Mumsnet has not checked the qualifications of anyone posting here. If you need help urgently or expert advice, please see our domestic violence webguide and/or relationships webguide. Many Mumsnetters experiencing domestic abuse have found this thread helpful: Listen up, everybody

Marriage ended after 27 years. This is "My Death".

874 replies

mrsmciver · 12/05/2013 12:43

My husband left 4 weeks ago after I found some dubious e-mails to another woman he works with. I have posted about this on another thread, but still need the support from all you lovely ladies out there.
I asked him to go to his mum's after I went mad screaming and shouting and both of us crying. He went to his mum's, then round to my parents explaining himself and accepting all the blame.
I still let him in the house later that night and we both sat talking and crying about how we would get over this, then he collected some things and went back to his mothers.
I phoned him the next morning demanding the ow mob number but he would not give it to me as he said i would jeapardise his job if she went to his boss. We were both still crying and he asked what to get for his breakfast as his mum only has fried food and he likes to keep fit and eat well so he went to shop to buy that and washing powder for his clothes.
He also came up later that afternoon and we both talked some more. He said he had been very flattered by the attentions of this high powered business woman and had got carried away, swore there was nothing physical.
He told me he would give me her mob number once I had calmed down and to be careful what to say to her as it would cost him his job. he said he would give it to me the next morning whilst on the train as he was away for a few days on a business meeting.
Next morning he phoned and gave me her number, I put it in the drawer as after all the trauma I could not face calling her, was in no state to do so. later that evening after another sleepless night, he phoned sounding like his normal self, and I told him I had not contacted her, but he probably knew that as she would have phoned him if I had.
I then asked him when he was coming home and he said he wasn't. he said it was so out of character for him to do that and that the blinkers had been taken off his eyes and that he must have been very unhappy to have done it in the first place.
I got very upset, begged him to come home, but he won't. He is staying at his mum's. I ended up in hospital after trying to end it all. Can't imagine life without him. And now he wants to settle all our financial affairs and divorce. Am distraught. We have two daughters, one is sitting her Higher exams right now and the other is expecting a baby. They have been so wonderful, they are so strong, told me I am better without him. He had been treating me badly weeks before and I knew something was "off", that was why I had looked at his phone.
He has said he can't forgive me for looking at his phone and have now destroyed all trust. And that I would make his life hell as I would now be paranoid and forever questioning what he is doing.
He says he has no energy left, nothing to give, and that my health problems have drained him. I have anxiety and stress. But it is not as if he was a carer, I did most things for him! He doesn't know what he wants, but he knows he does not want "this.
I am devastated, cannot do this anymore. Have been a mess, shaking stuttering, he was over Frid night and said he is never coming back and that we will be divorcing.
How do I do this? How can I live without him? We have been married for 27 years, ever since we were 15 years old.
I always had a feeling I would die early, in my forties, and this is it, this is "my death", I will never get over this. It is getting worse.

OP posts:
mrsmciver · 19/06/2013 16:52

Lambzig, Mumn, skye

Thanks for keeping it real Ladies! I need a reality check don't I? I think the meds I am on make me all muddled up too and then I start to think that maybe it is me being unreasonable. By feck it is not! When I was reading your posts it all came back to me about how awful he has turned out to be. What an utter s...t!!

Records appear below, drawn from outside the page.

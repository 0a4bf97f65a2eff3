//! Throwaway upstream repositories for tests.

use std::path::Path;

use git2::{Oid, Repository, RepositoryInitOptions, Signature, Time};
use tempfile::TempDir;
use trunkflight_core::GitRepo;
use url::Url;

/// A bare "remote" repository in a temp directory, reachable via `file://`.
pub(crate) struct Upstream {
    pub dir: TempDir,
    pub repo: Repository,
}

impl Upstream {
    pub fn new() -> Self {
        let dir = tempfile::tempdir().unwrap();
        let mut opts = RepositoryInitOptions::new();
        opts.bare(true).initial_head("main");
        let repo = Repository::init_opts(dir.path(), &opts).unwrap();
        Self { dir, repo }
    }

    /// `main`: initial (t=1000), second on main (t=3000);
    /// `dev` forked from initial: dev work (t=2000).
    pub fn with_history() -> Self {
        let up = Self::new();
        let initial = up.commit("main", "README.md", "hello\n", "initial", 1000);
        up.branch_at("dev", initial);
        up.commit("dev", "dev.txt", "dev\n", "dev work", 2000);
        up.commit("main", "README.md", "hello again\n", "second on main\n\nbody", 3000);
        up
    }

    pub fn url(&self) -> String {
        Url::from_directory_path(self.dir.path())
            .unwrap()
            .to_string()
            .trim_end_matches('/')
            .to_string()
    }

    pub fn git_repo(&self) -> GitRepo {
        GitRepo::new(self.url(), "src/file/upstream")
    }

    /// Commits `file` with `content` on top of `branch`, creating the branch
    /// when it does not exist yet.
    pub fn commit(&self, branch: &str, file: &str, content: &str, message: &str, time: i64) -> Oid {
        let refname = format!("refs/heads/{branch}");
        let parent = self
            .repo
            .find_reference(&refname)
            .ok()
            .map(|r| r.peel_to_commit().unwrap());

        let base = parent.as_ref().map(|c| c.tree().unwrap());
        let mut builder = self.repo.treebuilder(base.as_ref()).unwrap();
        let blob = self.repo.blob(content.as_bytes()).unwrap();
        builder.insert(file, blob, 0o100644).unwrap();
        let tree = self.repo.find_tree(builder.write().unwrap()).unwrap();

        let sig = Signature::new("Test", "test@example.com", &Time::new(time, 0)).unwrap();
        let parents: Vec<&git2::Commit<'_>> = parent.iter().collect();
        self.repo
            .commit(Some(&refname), &sig, &sig, message, &tree, &parents)
            .unwrap()
    }

    pub fn branch_at(&self, branch: &str, at: Oid) {
        let commit = self.repo.find_commit(at).unwrap();
        self.repo.branch(branch, &commit, false).unwrap();
    }

    pub fn delete_branch(&self, branch: &str) {
        self.repo
            .find_branch(branch, git2::BranchType::Local)
            .unwrap()
            .delete()
            .unwrap();
    }
}

/// Lists local branch names of the repository at `path`.
pub(crate) fn local_branches(path: &Path) -> Vec<String> {
    let repo = Repository::open(path).unwrap();
    let mut names: Vec<String> = repo
        .branches(Some(git2::BranchType::Local))
        .unwrap()
        .map(|b| b.unwrap().0.name().unwrap().unwrap().to_string())
        .collect();
    names.sort();
    names
}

I was out with my mum for a little while today and when I got home I found a dental bill that has to be declared to the tax man for about a £1000, oh yes, he is being very good to himself now isn't he? he has good teeth anyway so haven't a clue what he is getting done, think he may be changing his fillings to white ones? I can remember him in the past talking about that. And he has been keeping us short of money!!
Is this the man that I was married to for all those years? Did I walk about with my eyes closed for over thirty years? Have I been that stupid?

Unbelievable!!

I have a bit of anger back now. Thank goodness. Serves me better.

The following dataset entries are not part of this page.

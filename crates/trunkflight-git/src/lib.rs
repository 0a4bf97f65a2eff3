//! Git plumbing for trunkflight.
//!
//! Bare mirrors of registered repositories ([`MirrorService`]) and
//! disposable worktree sandboxes checked out from them ([`SandboxManager`]).
//! Everything goes through libgit2; no `git` binary is required.
//!
//! Operations against one mirror must be serialized by the caller, for
//! instance by holding a [`MirrorLock`]. Diagnostics are emitted through
//! `tracing`; this crate never installs a subscriber.

pub mod error;
pub mod lock;
pub mod mirror;
pub mod paths;
pub mod registry;
pub mod remote;
pub mod sandbox;

#[cfg(test)]
mod fixture;

pub use error::{GitError, Result};
pub use lock::MirrorLock;
pub use mirror::{DEFAULT_COMMIT_LIMIT, MirrorService};
pub use paths::{canonical_path, ensure_fully_qualified};
pub use registry::{RegisteredSandbox, SandboxRegistry};
pub use remote::probe_remote;
pub use sandbox::{SandboxInfo, SandboxManager};
#[cfg(test)]
mod tests {
    use super::*;
    use crate::fixture::{Upstream, local_branches};
    use pretty_assertions::assert_eq;

    struct Setup {
        up: Upstream,
        _data: tempfile::TempDir,
        scratch: tempfile::TempDir,
        mirror: MirrorService,
    }

    fn setup() -> Setup {
        let up = Upstream::with_history();
        let data = tempfile::tempdir().unwrap();
        let mirror = MirrorService::new(data.path(), up.git_repo());
        mirror.clone_mirror().unwrap();
        Setup {
            up,
            _data: data,
            scratch: tempfile::tempdir().unwrap(),
            mirror,
        }
    }

    fn head_of(dir: &Path) -> git2::Oid {
        Repository::open(dir).unwrap().head().unwrap().target().unwrap()
    }

    #[test]
    fn add_checks_out_detached_commit() {
        let s = setup();
        let mgr = SandboxManager::for_mirror(&s.mirror);
        let target = s.scratch.path().join("sbx");

        mgr.add(&target, "main").unwrap();

        assert_eq!(
            fs::read_to_string(target.join("README.md")).unwrap(),
            "hello again\n"
        );
        let sandbox = Repository::open(&target).unwrap();
        assert!(sandbox.head_detached().unwrap());
        assert_eq!(
            head_of(&target),
            s.up.repo.refname_to_id("refs/heads/main").unwrap()
        );
    }

    #[test]
    fn add_leaves_no_stray_branch() {
        let s = setup();
        let before = local_branches(s.mirror.mirror_path());
        let mgr = SandboxManager::for_mirror(&s.mirror);
        mgr.add(&s.scratch.path().join("sbx"), "dev").unwrap();
        assert_eq!(local_branches(s.mirror.mirror_path()), before);
        assert_eq!(mgr.list().len(), 1);
    }

    #[test]
    fn add_resolves_abbreviated_hash() {
        let s = setup();
        let dev_tip = s.up.repo.refname_to_id("refs/heads/dev").unwrap();
        let short = &dev_tip.to_string()[..7];
        let target = s.scratch.path().join("sbx");

        SandboxManager::for_mirror(&s.mirror).add(&target, short).unwrap();
        assert_eq!(head_of(&target), dev_tip);
        assert!(target.join("dev.txt").is_file());
    }

    #[test]
    fn add_unknown_committish() {
        let s = setup();
        let target = s.scratch.path().join("sbx");
        let err = SandboxManager::for_mirror(&s.mirror)
            .add(&target, "no-such-ref")
            .unwrap_err();
        assert!(matches!(err, GitError::CommittishNotFound(ref c) if c == "no-such-ref"));
        assert!(!target.exists());
    }

    #[test]
    fn add_refuses_occupied_path() {
        let s = setup();
        let target = s.scratch.path().join("sbx");
        fs::create_dir(&target).unwrap();
        fs::write(target.join("keep.txt"), "mine").unwrap();

        let err = SandboxManager::for_mirror(&s.mirror)
            .add(&target, "main")
            .unwrap_err();
        assert!(matches!(err, GitError::SandboxPathOccupied(_)));
        assert_eq!(fs::read_to_string(target.join("keep.txt")).unwrap(), "mine");
    }

    #[test]
    fn add_reuses_empty_directory() {
        let s = setup();
        let target = s.scratch.path().join("sbx");
        fs::create_dir(&target).unwrap();
        SandboxManager::for_mirror(&s.mirror).add(&target, "main").unwrap();
        assert!(target.join("README.md").is_file());
    }

    #[test]
    fn relative_target_violates_policy() {
        let s = setup();
        let mgr = SandboxManager::for_mirror(&s.mirror);
        assert!(mgr.add(Path::new("sbx"), "main").unwrap_err().is_path_policy_violation());
        assert!(mgr.remove(Path::new("sbx")).unwrap_err().is_path_policy_violation());
    }

    #[test]
    fn remove_deletes_directory_and_registration() {
        let s = setup();
        let mgr = SandboxManager::for_mirror(&s.mirror);
        let target = s.scratch.path().join("sbx");
        mgr.add(&target, "main").unwrap();

        mgr.remove(&target).unwrap();

        assert!(!target.exists());
        assert!(mgr.list().is_empty());
        let repo = s.mirror.open().unwrap();
        assert_eq!(repo.worktrees().unwrap().len(), 0);
    }

    #[test]
    fn remove_only_touches_matching_sandbox() {
        let s = setup();
        let mgr = SandboxManager::for_mirror(&s.mirror);
        let a = s.scratch.path().join("a");
        let b = s.scratch.path().join("b");
        mgr.add(&a, "main").unwrap();
        mgr.add(&b, "dev").unwrap();

        mgr.remove(&a).unwrap();

        assert!(b.join("dev.txt").is_file());
        let left = mgr.list();
        assert_eq!(left.len(), 1);
        assert_eq!(canonical_path(&left[0].path), canonical_path(&b));
    }

    #[test]
    fn remove_is_idempotent() {
        let s = setup();
        let mgr = SandboxManager::for_mirror(&s.mirror);
        let target = s.scratch.path().join("sbx");
        mgr.add(&target, "main").unwrap();
        mgr.remove(&target).unwrap();
        mgr.remove(&target).unwrap();
    }

    #[test]
    fn remove_cleans_registration_of_deleted_directory() {
        let s = setup();
        let mgr = SandboxManager::for_mirror(&s.mirror);
        let target = s.scratch.path().join("sbx");
        mgr.add(&target, "main").unwrap();
        fs::remove_dir_all(&target).unwrap();

        let listed = mgr.list();
        assert_eq!(listed.len(), 1);
        assert!(!listed[0].exists);

        mgr.remove(&target).unwrap();
        assert!(mgr.list().is_empty());
    }

    #[test]
    fn remove_without_mirror_still_deletes_directory() {
        let scratch = tempfile::tempdir().unwrap();
        let target = scratch.path().join("orphan");
        fs::create_dir_all(target.join("nested")).unwrap();

        SandboxManager::new(scratch.path().join("no-mirror"))
            .remove(&target)
            .unwrap();
        assert!(!target.exists());
    }

    #[cfg(unix)]
    #[test]
    fn remove_through_symlinked_path() {
        let s = setup();
        let mgr = SandboxManager::for_mirror(&s.mirror);
        let real_root = s.scratch.path().join("real");
        fs::create_dir(&real_root).unwrap();
        let link_root = s.scratch.path().join("link");
        std::os::unix::fs::symlink(&real_root, &link_root).unwrap();

        mgr.add(&real_root.join("sbx"), "main").unwrap();
        mgr.remove(&link_root.join("sbx")).unwrap();

        assert!(!real_root.join("sbx").exists());
        assert!(mgr.list().is_empty());
    }

    #[cfg(unix)]
    #[test]
    fn remove_through_symlink_deletes_real_directory() {
        let s = setup();
        let registry = Arc::new(SandboxRegistry::new());
        let mgr = SandboxManager::for_mirror(&s.mirror).with_registry(Arc::clone(&registry));
        let real = s.scratch.path().join("real-sbx");
        let alias = s.scratch.path().join("alias");
        mgr.add(&real, "main").unwrap();
        std::os::unix::fs::symlink(&real, &alias).unwrap();

        mgr.remove(&alias).unwrap();

        assert!(fs::symlink_metadata(&alias).is_err());
        assert!(!real.exists());
        assert!(mgr.list().is_empty());
        assert!(registry.is_empty());
        mgr.remove(&alias).unwrap();
    }

    #[test]
    fn registry_tracks_add_and_remove() {
        let s = setup();
        let registry = Arc::new(SandboxRegistry::new());
        let mgr = SandboxManager::for_mirror(&s.mirror).with_registry(Arc::clone(&registry));
        let target = s.scratch.path().join("sbx");

        mgr.add(&target, "main").unwrap();
        assert_eq!(registry.len(), 1);

        mgr.remove(&target).unwrap();
        assert!(registry.is_empty());
    }

    #[test]
    fn failed_add_is_not_registered() {
        let s = setup();
        let registry = Arc::new(SandboxRegistry::new());
        let mgr = SandboxManager::for_mirror(&s.mirror).with_registry(Arc::clone(&registry));
        assert!(mgr.add(&s.scratch.path().join("sbx"), "nope").is_err());
        assert!(registry.is_empty());
    }
}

What will it do to him when he can't see his daughters and grandaughter? Sorry, but scorned wife here, I am going to take satisfaction from that. Mind you the way he has treated them I am not sure anymore if it will affect him that much! The girls have emphatically said that they want nothing to do with him anymore.

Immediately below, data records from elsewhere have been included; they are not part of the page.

//! `tf commits` -- latest commits of a remote branch.

use anyhow::{Context, Result, anyhow, bail};
use trunkflight_ui::styles::{render_branch, render_header};

use crate::cli::CommitsArgs;
use crate::context::RuntimeContext;
use crate::output::{format_commits, output_json};

/// Execute the `tf commits` command.
pub fn run(ctx: &RuntimeContext, args: &CommitsArgs) -> Result<()> {
    let limit = args.limit.unwrap_or(ctx.config.commit_limit);
    if limit == 0 {
        bail!("--limit must be at least 1");
    }

    let store = ctx.open_store()?;
    let repo = ctx.resolve_repo(&store, args.repo.repo.as_deref())?;
    let mirror = ctx.mirror(repo);
    let url = mirror.git_repo().git_url.clone();

    let (branch, commits) = {
        let _lock = ctx.lock_mirror(&mirror)?;
        let branch = match &args.branch {
            Some(b) => b.clone(),
            None => mirror
                .remote_branch_names()
                .with_context(|| format!("failed to list branches of {url}"))?
                .into_iter()
                .next()
                .ok_or_else(|| anyhow!("{url} has no remote branches"))?,
        };
        let commits = mirror
            .latest_commits(&branch, limit)
            .with_context(|| format!("failed to read commits of {branch}"))?;
        (branch, commits)
    };

    if ctx.json {
        output_json(&serde_json::json!({
            "branch": branch,
            "commits": commits,
        }));
        return Ok(());
    }

    if !ctx.quiet {
        println!("{} {}", render_header("Branch"), render_branch(&branch));
    }
    if !commits.is_empty() {
        println!("{}", format_commits(&commits));
    }
    Ok(())
}
//! Repository registrations (`git_repos` table).

use rusqlite::{Connection, OptionalExtension, Row, params};
use tracing::debug;

use trunkflight_core::repo::GitRepo;

use crate::error::{Result, StorageError};
use crate::sqlite::store::SqliteStore;

/// Column list matching [`scan_git_repo`].
pub(crate) const GIT_REPO_COLUMNS: &str = "git_repo_id, repo_path, git_url, username, password";

/// Reads a [`GitRepo`] from five consecutive columns starting at `offset`.
pub(crate) fn scan_git_repo(row: &Row<'_>, offset: usize) -> rusqlite::Result<GitRepo> {
    Ok(GitRepo {
        id: row.get(offset)?,
        repo_path: row.get(offset + 1)?,
        git_url: row.get(offset + 2)?,
        username: row.get(offset + 3)?,
        password: row.get(offset + 4)?,
    })
}

// ---------------------------------------------------------------------------
// Connection-level helpers
// ---------------------------------------------------------------------------

/// Inserts a repository or, when its URL is already registered, updates the
/// path and credentials of the existing row. Returns the row id either way.
///
/// A single statement, so two writers racing on the same URL still end up
/// with one row.
pub(crate) fn upsert_git_repo_on_conn(conn: &Connection, repo: &GitRepo) -> Result<i64> {
    let id: i64 = conn.query_row(
        "INSERT INTO git_repos (repo_path, git_url, username, password)
         VALUES (?1, ?2, ?3, ?4)
         ON CONFLICT (git_url) DO UPDATE SET
             repo_path = excluded.repo_path,
             username  = excluded.username,
             password  = excluded.password
         RETURNING git_repo_id",
        params![repo.repo_path, repo.git_url, repo.username, repo.password],
        |row| row.get(0),
    )?;
    debug!(id, url = %repo.git_url, "upserted git repo");
    Ok(id)
}

pub(crate) fn get_git_repo_by_url_on_conn(conn: &Connection, url: &str) -> Result<GitRepo> {
    conn.query_row(
        &format!("SELECT {GIT_REPO_COLUMNS} FROM git_repos WHERE git_url = ?1"),
        params![url],
        |row| scan_git_repo(row, 0),
    )
    .optional()?
    .ok_or_else(|| StorageError::not_found("git repo", url))
}

pub(crate) fn list_git_repos_on_conn(conn: &Connection) -> Result<Vec<GitRepo>> {
    let mut stmt = conn.prepare(&format!(
        "SELECT {GIT_REPO_COLUMNS} FROM git_repos ORDER BY git_url"
    ))?;
    let repos = stmt
        .query_map([], |row| scan_git_repo(row, 0))?
        .collect::<rusqlite::Result<Vec<_>>>()?;
    Ok(repos)
}

/// Deletes a repository. Its commands go with it through the cascading
/// foreign key.
pub(crate) fn delete_git_repo_on_conn(conn: &Connection, id: i64) -> Result<()> {
    let affected = conn.execute("DELETE FROM git_repos WHERE git_repo_id = ?1", params![id])?;
    if affected == 0 {
        return Err(StorageError::not_found("git repo", id.to_string()));
    }
    debug!(id, "deleted git repo");
    Ok(())
}

// ---------------------------------------------------------------------------
// SqliteStore methods
// ---------------------------------------------------------------------------

impl SqliteStore {
    pub fn upsert_git_repo_impl(&self, repo: &GitRepo) -> Result<i64> {
        let conn = self.lock_conn()?;
        upsert_git_repo_on_conn(&conn, repo)
    }

    pub fn get_git_repo_by_url_impl(&self, url: &str) -> Result<GitRepo> {
        let conn = self.lock_conn()?;
        get_git_repo_by_url_on_conn(&conn, url)
    }

    pub fn list_git_repos_impl(&self) -> Result<Vec<GitRepo>> {
        let conn = self.lock_conn()?;
        list_git_repos_on_conn(&conn)
    }

    pub fn delete_git_repo_impl(&self, id: i64) -> Result<()> {
        let conn = self.lock_conn()?;
        delete_git_repo_on_conn(&conn, id)
    }
}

I cannot blame them. He last texted them last thursday wanting to take them out for an ice cream(what age does he think they are), and he won't get in touch with them while he is away his hols and he is back saturday. The earliest they will hear from him will be sunday. He just won't have a clue as to how to relate to them anymore. Angry

My counsellor said that one day I will pity him. But I know that I won't. I think I will end up hating him.Sad
That is why I worry that I will become bitter. I also do not want to be seen as a snivelling wreck(I Have been devastated but I hope I haven't came across as that). You would tell me, wouldn't you Ladies?

xxx

OP posts:
mrsmciver · 19/06/2013 16:55

Lambzig

Yes please tell us how you got through those trust issues? I feel like I would need to get out a detailed questionnaire, private detective and medical check screening on any man I may get involved with in the future!

OP posts:
MumnGran · 19/06/2013 17:07

Honestly, Mrs M ? ... I think you were a snivelling wreck, but have been very much on the way up and up Smile
A few wobbles here and there but truly so much better than when you were first posting.
I would like to know of a woman who wasn't a 'snivelling wreck' in the same situation. That's what it does to you. I should have taken out shares in Kleenex! And Prozac!!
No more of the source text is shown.